▸ **TASK REQUIREMENTS**:
Across the records that follow, give the number of lines containing the word "paths" and nothing else.
"""
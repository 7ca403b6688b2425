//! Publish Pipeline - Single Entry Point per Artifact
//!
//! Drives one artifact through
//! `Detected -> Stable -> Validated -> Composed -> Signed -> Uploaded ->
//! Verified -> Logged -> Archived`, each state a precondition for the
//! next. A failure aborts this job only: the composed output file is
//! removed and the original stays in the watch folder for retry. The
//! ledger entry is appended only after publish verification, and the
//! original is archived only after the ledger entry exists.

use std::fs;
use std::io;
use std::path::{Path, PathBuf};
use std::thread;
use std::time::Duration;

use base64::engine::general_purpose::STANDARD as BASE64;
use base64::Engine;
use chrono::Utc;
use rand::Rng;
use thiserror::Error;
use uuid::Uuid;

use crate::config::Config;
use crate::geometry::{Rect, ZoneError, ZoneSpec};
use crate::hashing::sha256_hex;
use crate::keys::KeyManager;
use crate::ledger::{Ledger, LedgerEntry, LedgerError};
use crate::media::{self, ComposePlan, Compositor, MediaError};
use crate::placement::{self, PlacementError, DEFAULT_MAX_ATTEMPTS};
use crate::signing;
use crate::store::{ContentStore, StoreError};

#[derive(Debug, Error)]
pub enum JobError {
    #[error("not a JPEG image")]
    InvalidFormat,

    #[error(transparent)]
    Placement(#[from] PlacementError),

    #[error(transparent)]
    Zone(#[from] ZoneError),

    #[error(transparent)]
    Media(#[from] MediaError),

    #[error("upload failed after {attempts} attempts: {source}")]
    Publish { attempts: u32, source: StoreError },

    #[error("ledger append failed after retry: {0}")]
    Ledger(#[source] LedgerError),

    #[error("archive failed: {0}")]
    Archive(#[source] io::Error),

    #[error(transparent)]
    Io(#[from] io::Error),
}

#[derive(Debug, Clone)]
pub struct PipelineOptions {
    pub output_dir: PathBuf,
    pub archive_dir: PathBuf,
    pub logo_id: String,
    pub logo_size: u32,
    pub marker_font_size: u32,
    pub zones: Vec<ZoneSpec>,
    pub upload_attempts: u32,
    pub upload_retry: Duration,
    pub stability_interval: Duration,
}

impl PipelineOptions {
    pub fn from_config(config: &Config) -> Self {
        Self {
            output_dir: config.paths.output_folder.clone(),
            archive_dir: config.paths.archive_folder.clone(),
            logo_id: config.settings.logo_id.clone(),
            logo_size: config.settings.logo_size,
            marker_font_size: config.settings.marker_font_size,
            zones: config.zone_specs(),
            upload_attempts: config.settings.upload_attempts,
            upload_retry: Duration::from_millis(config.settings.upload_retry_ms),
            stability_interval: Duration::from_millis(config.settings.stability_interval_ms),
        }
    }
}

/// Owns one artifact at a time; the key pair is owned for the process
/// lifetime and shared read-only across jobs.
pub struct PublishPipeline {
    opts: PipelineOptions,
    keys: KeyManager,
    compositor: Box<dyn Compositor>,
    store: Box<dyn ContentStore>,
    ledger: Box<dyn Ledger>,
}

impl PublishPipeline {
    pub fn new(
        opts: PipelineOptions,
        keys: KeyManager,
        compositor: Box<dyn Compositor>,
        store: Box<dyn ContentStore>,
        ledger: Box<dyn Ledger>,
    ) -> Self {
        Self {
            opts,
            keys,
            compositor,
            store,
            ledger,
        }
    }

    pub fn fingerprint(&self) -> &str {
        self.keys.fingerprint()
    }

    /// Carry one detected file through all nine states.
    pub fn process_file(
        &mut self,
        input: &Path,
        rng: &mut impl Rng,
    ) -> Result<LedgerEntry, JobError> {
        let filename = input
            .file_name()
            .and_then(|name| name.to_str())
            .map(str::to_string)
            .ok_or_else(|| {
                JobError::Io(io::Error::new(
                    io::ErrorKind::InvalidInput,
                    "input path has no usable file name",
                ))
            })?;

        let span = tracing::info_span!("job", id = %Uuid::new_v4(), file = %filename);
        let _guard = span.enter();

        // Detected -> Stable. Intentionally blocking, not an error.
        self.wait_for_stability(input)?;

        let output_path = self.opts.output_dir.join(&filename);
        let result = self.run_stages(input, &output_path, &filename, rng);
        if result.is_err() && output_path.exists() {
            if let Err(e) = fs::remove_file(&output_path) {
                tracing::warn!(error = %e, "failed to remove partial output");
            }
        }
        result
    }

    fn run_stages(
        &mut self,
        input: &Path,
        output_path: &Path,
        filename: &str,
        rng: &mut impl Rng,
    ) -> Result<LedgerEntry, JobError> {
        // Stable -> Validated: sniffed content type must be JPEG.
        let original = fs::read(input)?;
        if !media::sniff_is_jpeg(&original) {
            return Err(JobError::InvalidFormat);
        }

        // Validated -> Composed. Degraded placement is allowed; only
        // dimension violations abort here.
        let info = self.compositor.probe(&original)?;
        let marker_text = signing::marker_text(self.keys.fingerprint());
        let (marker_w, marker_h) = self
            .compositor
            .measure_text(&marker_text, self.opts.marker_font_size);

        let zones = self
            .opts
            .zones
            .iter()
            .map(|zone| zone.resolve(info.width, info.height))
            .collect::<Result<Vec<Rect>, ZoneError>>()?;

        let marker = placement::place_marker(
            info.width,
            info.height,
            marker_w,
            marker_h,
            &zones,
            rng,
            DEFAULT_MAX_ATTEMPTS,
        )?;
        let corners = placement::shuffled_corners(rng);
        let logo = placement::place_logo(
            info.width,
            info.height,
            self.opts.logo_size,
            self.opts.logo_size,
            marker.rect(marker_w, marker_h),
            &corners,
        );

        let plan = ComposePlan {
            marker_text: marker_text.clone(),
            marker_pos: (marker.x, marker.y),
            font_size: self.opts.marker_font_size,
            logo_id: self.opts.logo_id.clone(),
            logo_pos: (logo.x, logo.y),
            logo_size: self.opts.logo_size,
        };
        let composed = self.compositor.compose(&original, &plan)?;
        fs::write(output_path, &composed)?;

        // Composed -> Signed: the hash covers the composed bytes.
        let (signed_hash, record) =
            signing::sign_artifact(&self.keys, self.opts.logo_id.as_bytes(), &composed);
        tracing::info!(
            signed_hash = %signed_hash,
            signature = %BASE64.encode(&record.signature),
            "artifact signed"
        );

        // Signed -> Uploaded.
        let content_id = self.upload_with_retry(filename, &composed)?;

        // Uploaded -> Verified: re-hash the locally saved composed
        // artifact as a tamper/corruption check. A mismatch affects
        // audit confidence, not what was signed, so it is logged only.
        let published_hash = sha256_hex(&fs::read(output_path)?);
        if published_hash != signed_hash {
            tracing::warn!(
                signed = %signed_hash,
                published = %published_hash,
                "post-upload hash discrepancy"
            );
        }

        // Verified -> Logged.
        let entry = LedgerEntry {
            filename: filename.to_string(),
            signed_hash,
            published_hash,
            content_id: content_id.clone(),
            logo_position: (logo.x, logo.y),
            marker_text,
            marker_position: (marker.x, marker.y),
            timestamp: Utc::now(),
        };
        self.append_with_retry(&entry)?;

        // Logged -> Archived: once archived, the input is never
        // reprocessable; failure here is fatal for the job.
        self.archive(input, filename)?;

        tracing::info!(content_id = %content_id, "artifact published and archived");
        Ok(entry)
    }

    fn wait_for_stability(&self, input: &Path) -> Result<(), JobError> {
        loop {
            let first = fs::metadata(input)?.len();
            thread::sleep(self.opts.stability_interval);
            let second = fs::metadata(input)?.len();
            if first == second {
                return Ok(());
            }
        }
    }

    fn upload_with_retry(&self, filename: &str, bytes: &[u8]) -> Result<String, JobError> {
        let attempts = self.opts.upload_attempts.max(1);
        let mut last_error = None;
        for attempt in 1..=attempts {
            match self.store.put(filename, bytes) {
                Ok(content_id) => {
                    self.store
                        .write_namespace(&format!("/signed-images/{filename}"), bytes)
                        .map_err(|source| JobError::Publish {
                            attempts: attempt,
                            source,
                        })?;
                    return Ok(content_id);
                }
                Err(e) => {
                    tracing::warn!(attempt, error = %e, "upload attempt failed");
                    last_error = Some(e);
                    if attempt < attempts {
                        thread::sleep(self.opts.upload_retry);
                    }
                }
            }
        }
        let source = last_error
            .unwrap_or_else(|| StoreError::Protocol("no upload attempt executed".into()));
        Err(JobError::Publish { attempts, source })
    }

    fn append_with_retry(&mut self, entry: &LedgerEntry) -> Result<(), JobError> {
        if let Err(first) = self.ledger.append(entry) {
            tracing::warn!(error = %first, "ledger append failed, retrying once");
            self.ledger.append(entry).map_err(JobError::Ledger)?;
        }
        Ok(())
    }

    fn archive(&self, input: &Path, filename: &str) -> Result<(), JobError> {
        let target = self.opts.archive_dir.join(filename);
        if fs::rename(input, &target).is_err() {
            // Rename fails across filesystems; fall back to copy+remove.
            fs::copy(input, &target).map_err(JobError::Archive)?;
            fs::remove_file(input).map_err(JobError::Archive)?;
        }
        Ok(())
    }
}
"""
▸ **TASK RESPONSE**:
2